El periodo que va desde finales del cuarto hasta principios del tercer milenio antes de Cristo se conoce como Neolítico Reciente o Cultura de Almería, nombre que abarca a una veintena de poblados de esa época conocidos en la provincia y que surgen como resultado de un cambio en el modo de vida de los grupos humanos que paulatinamente van abandonando las cuevas cambiándolas por poblados levantados en zonas llanas y depresiones. Ciavieja, Terrera Ventura y los existentes en los valles de los ríos Antas, Aguas y Almanzora, son algunos de ellos.
Estos pequeños poblados basan su economía en la agricultura, sobre todo de cereales y el pastoreo, con rebaños de ovejas, cabras y cerdos, aunque la caza sigue teniendo un papel importante en esta economía.
Están formados por cabañas ovales o circulares, con un zócalo más o menos alto de mampostería y cubiertas con ramas y barro y están equipados con defensas y silos para almacenamiento de comestibles ya que su idea es permanecer en ellos indefinidamente.
La cerámica va a ocupar un puesto importante en este periodo, pues va a ser más utilizada en las tareas domésticas, sobre todo en la conservación de alimentos y resguardo ante depredadores, así como para la elaboración y consumo de estos.
Estos poblados se levantan cerca de los ríos, próximos a tierras fértiles sobre cerros amesetados desde donde poder controlar los campos de cultivo. El Poblado del Cerro de la Chinchilla en Rioja es uno de estos poblados y se encuentra ubicado en las estribaciones sur de la Sierra de Alhamilla, en un cerro amesetado, alargado en dirección nordeste-suroeste, entre las ramblas Campana y del Rey.
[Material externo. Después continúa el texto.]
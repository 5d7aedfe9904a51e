//! Cash-fraction sizer.
//!
//! available = min(cash, buying_power) × safety_margin
//! quantity  = floor(available × risk_fraction / price)
//! cost      = quantity × price

use super::{Sizer, Sizing};

pub const DEFAULT_SAFETY_MARGIN: f64 = 0.95;

#[derive(Debug, Clone, Copy, PartialEq)]
pub struct CashFractionSizer {
    safety_margin: f64,
}

impl Default for CashFractionSizer {
    fn default() -> Self {
        Self::new(DEFAULT_SAFETY_MARGIN)
    }
}

impl CashFractionSizer {
    /// `safety_margin` is clamped into [0, 1].
    pub fn new(safety_margin: f64) -> Self {
        let safety_margin = if safety_margin.is_finite() {
            safety_margin.clamp(0.0, 1.0)
        } else {
            DEFAULT_SAFETY_MARGIN
        };
        Self { safety_margin }
    }

    pub fn safety_margin(&self) -> f64 {
        self.safety_margin
    }

    /// Capital this sizer will commit at most.
    pub fn available(&self, cash: f64, buying_power: f64) -> f64 {
        let base = cash.min(buying_power);
        if base.is_finite() && base > 0.0 {
            base * self.safety_margin
        } else {
            0.0
        }
    }
}

impl Sizer for CashFractionSizer {
    fn size(&self, cash: f64, buying_power: f64, price: f64, risk_fraction: f64) -> Sizing {
        if !price.is_finite() || price <= 0.0 {
            return Sizing::ZERO;
        }
        let fraction = if risk_fraction.is_finite() {
            risk_fraction.clamp(0.0, 1.0)
        } else {
            0.0
        };
        let budget = self.available(cash, buying_power) * fraction;
        if budget <= 0.0 {
            return Sizing::ZERO;
        }

        let mut quantity = (budget / price).floor() as u64;
        // Float rounding can push the product a hair above budget.
        while quantity > 0 && quantity as f64 * price > budget {
            quantity -= 1;
        }
        Sizing {
            cost: quantity as f64 * price,
            quantity,
        }
    }

    fn name(&self) -> &str {
        "cash_fraction"
    }
}

#[cfg(test)]
mod tests {
    use super::*;

    #[test]
    fn thousand_dollars_at_fifty() {
        let s = CashFractionSizer::default().size(1000.0, 1000.0, 50.0, 0.5);
        assert_eq!(s.quantity, 9);
        assert!((s.cost - 450.0).abs() < 1e-9);
    }

    #[test]
    fn uses_smaller_of_cash_and_buying_power() {
        let s = CashFractionSizer::default().size(10_000.0, 1000.0, 50.0, 1.0);
        assert_eq!(s.quantity, 19);
    }

    #[test]
    fn non_positive_price_is_zero() {
        let sizer = CashFractionSizer::default();
        assert_eq!(sizer.size(1000.0, 1000.0, 0.0, 0.5), Sizing::ZERO);
        assert_eq!(sizer.size(1000.0, 1000.0, -5.0, 0.5), Sizing::ZERO);
        assert_eq!(sizer.size(1000.0, 1000.0, f64::NAN, 0.5), Sizing::ZERO);
    }

    #[test]
    fn price_above_budget_is_zero() {
        let s = CashFractionSizer::default().size(100.0, 100.0, 500.0, 1.0);
        assert_eq!(s.quantity, 0);
        assert_eq!(s.cost, 0.0);
        assert!(s.is_empty());
    }

    #[test]
    fn risk_fraction_is_clamped() {
        let sizer = CashFractionSizer::default();
        assert_eq!(
            sizer.size(1000.0, 1000.0, 10.0, 3.0),
            sizer.size(1000.0, 1000.0, 10.0, 1.0)
        );
        assert_eq!(sizer.size(1000.0, 1000.0, 10.0, -1.0), Sizing::ZERO);
    }

    #[test]
    fn no_margin_sizer_spends_full_fraction() {
        let s = CashFractionSizer::new(1.0).size(10_000.0, 10_000.0, 100.0, 0.5);
        assert_eq!(s.quantity, 50);
    }
}
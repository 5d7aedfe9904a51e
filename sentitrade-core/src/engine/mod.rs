//! Decision engine and the trading session that runs it.
//!
//! [`DecisionEngine`] holds the pure parts: sentiment with fallback, sizing,
//! and the trading rule. [`TradingSession`] owns the gateways and performs
//! the one order a cycle may submit.

pub mod decision;
pub mod session;

pub use decision::{BracketPolicy, DecisionEngine, DecisionPolicy, Plan};
pub use session::{CycleState, SessionSnapshot, TradingSession};
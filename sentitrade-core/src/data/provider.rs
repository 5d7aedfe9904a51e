//! Market data gateway trait and its error type.
//!
//! Quotes, daily history and headlines come through [`MarketData`] so the
//! decision engine can run against live providers, a cross-checked pair, or
//! static data in tests.

use crate::broker::credentials::CredentialError;
use crate::domain::{Bar, NewsHeadline, Quote};
use chrono::{DateTime, NaiveDate, Utc};
use thiserror::Error;

#[derive(Debug, Error)]
pub enum DataError {
    #[error("data unavailable: {0}")]
    Unavailable(String),

    #[error("request timed out: {0}")]
    Timeout(String),

    #[error("rate limited by provider (retry after {retry_after_secs}s)")]
    RateLimited { retry_after_secs: u64 },

    #[error("symbol not found: {symbol}")]
    SymbolNotFound { symbol: String },

    #[error("provider has blocked requests (circuit breaker tripped)")]
    CircuitBreakerTripped,

    #[error("response format changed: {0}")]
    ResponseFormatChanged(String),

    #[error("{provider} does not support {operation}")]
    Unsupported {
        provider: String,
        operation: &'static str,
    },

    #[error("authentication required: {0}")]
    AuthenticationRequired(String),
}

impl From<CredentialError> for DataError {
    fn from(e: CredentialError) -> Self {
        DataError::AuthenticationRequired(e.to_string())
    }
}

impl DataError {
    /// Classify a transport failure from the HTTP client.
    pub fn from_transport(e: reqwest::Error) -> Self {
        if e.is_timeout() {
            DataError::Timeout(e.to_string())
        } else {
            DataError::Unavailable(e.to_string())
        }
    }

    /// Worth retrying on the same provider. A timeout already spent the
    /// whole request budget, so it is not.
    pub fn is_transient(&self) -> bool {
        matches!(
            self,
            DataError::Unavailable(_) | DataError::RateLimited { .. }
        )
    }
}

/// Source of quotes, daily bars and news for a symbol.
pub trait MarketData: Send + Sync {
    /// Human-readable provider name.
    fn name(&self) -> &str;

    /// Latest price for `symbol`.
    fn quote(&self, symbol: &str) -> Result<Quote, DataError>;

    /// Daily bars in `[start, end]`, oldest first.
    fn price_history(
        &self,
        symbol: &str,
        start: NaiveDate,
        end: NaiveDate,
    ) -> Result<Vec<Bar>, DataError>;

    /// Headlines published in `[start, end]`, at most `limit`.
    fn news(
        &self,
        symbol: &str,
        start: DateTime<Utc>,
        end: DateTime<Utc>,
        limit: usize,
    ) -> Result<Vec<NewsHeadline>, DataError>;

    /// False while the provider is known to refuse requests.
    fn is_available(&self) -> bool {
        true
    }
}

impl<T: MarketData + ?Sized> MarketData for std::sync::Arc<T> {
    fn name(&self) -> &str {
        (**self).name()
    }

    fn quote(&self, symbol: &str) -> Result<Quote, DataError> {
        (**self).quote(symbol)
    }

    fn price_history(
        &self,
        symbol: &str,
        start: NaiveDate,
        end: NaiveDate,
    ) -> Result<Vec<Bar>, DataError> {
        (**self).price_history(symbol, start, end)
    }

    fn news(
        &self,
        symbol: &str,
        start: DateTime<Utc>,
        end: DateTime<Utc>,
        limit: usize,
    ) -> Result<Vec<NewsHeadline>, DataError> {
        (**self).news(symbol, start, end, limit)
    }

    fn is_available(&self) -> bool {
        (**self).is_available()
    }
}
La extensión del poblado y su necrópolis abarcarían unas 3 Ha.
Durante los trabajos de allanamiento para la construcción de los colegios aparecieron alrededor de unos cien fondos de cabaña, datados en distintos periodos en un espacio de unos 300-400 años.
Los silos para almacenamiento eran abundantes y junto con las cabañas habitadas en un mismo periodo, se podría deducir que la población, en su máximo apogeo, era importante, posiblemente de unos 300-400 individuos.
La necrópolis, situada al nordeste del poblado y dando vistas a la Rambla Campana, estaba formada por tumbas poligonales construidas con ortostatos de pizarra y arenisca. Estas tumbas eran colectivas, todas las personas unidas por un mismo lazo de parentesco eran enterradas en la misma tumba dentro de esta necrópolis.

La construcción de la autovía acabó con parte del yacimiento y el propio crecimiento del pueblo
terminará por hacerlo desaparecer.
En los años 70, Mariano Sánchez y familia, cedieron al Museo de Almería una colección de objetos hallados en estas tierras y tras verlos y estudiarlos el profesor y catedrático de historia don Manuel Pellicer Catalán y su esposa la también profesora doña Pilar Acosta Martínez, tras hacer público su interés arqueológico, excavaron el lugar durante los años 1975-76.
Lamentablemente, como ocurre con otros yacimientos de esta nuestra Almería, no existe publicación alguna sobre la excavación y solo tenemos algunos testimonios de vecinos del pueblo que trabajaron en ella y sobre todo la de Mariano Sánchez Abad, estudioso del lugar y donante al Museo de Almería de la mayor parte de los materiales del lugar allí depositados y de los que aquí exponemos una muestra.